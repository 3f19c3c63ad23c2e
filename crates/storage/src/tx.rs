use async_trait::async_trait;

use crate::Result;

/// Typed transaction lifecycle.
///
/// `begin` installs the per-transaction lock acquisition timeout, so a hung
/// caller cannot wedge a row indefinitely. `commit` and `rollback` consume
/// the handle; dropping an uncommitted `Tx` is equivalent to `rollback`,
/// which makes the rollback path the default on every early return.
#[async_trait]
pub trait TxManager: Send + Sync {
    /// Transaction handle accepted by this store's mutating operations.
    type Tx: Send;

    /// Starts a transaction. Fails with [`StoreError::Unavailable`] when no
    /// transaction can be started.
    ///
    /// [`StoreError::Unavailable`]: crate::StoreError::Unavailable
    async fn begin(&self) -> Result<Self::Tx>;

    /// Commits the transaction. On failure nothing has been persisted.
    async fn commit(&self, tx: Self::Tx) -> Result<()>;

    /// Rolls the transaction back. Safe to call on any exit path.
    async fn rollback(&self, tx: Self::Tx) -> Result<()>;
}
//! Liveness endpoint.

use axum::Json;

/// GET /health — always OK while the process serves requests.
pub async fn check() -> Json<serde_json::Value> {
    Json(serde_json::json!({ "status": "ok" }))
}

──────────────────────────────

- What you should do:
Your task is to copy exactly, and only, the lines from the line with "process serves requests." through the last line of the entries, both included.

- Task solution:
/// GET /health — always OK while the process serves requests.
pub async fn check() -> Json<serde_json::Value> {
    Json(serde_json::json!({ "status": "ok" }))
}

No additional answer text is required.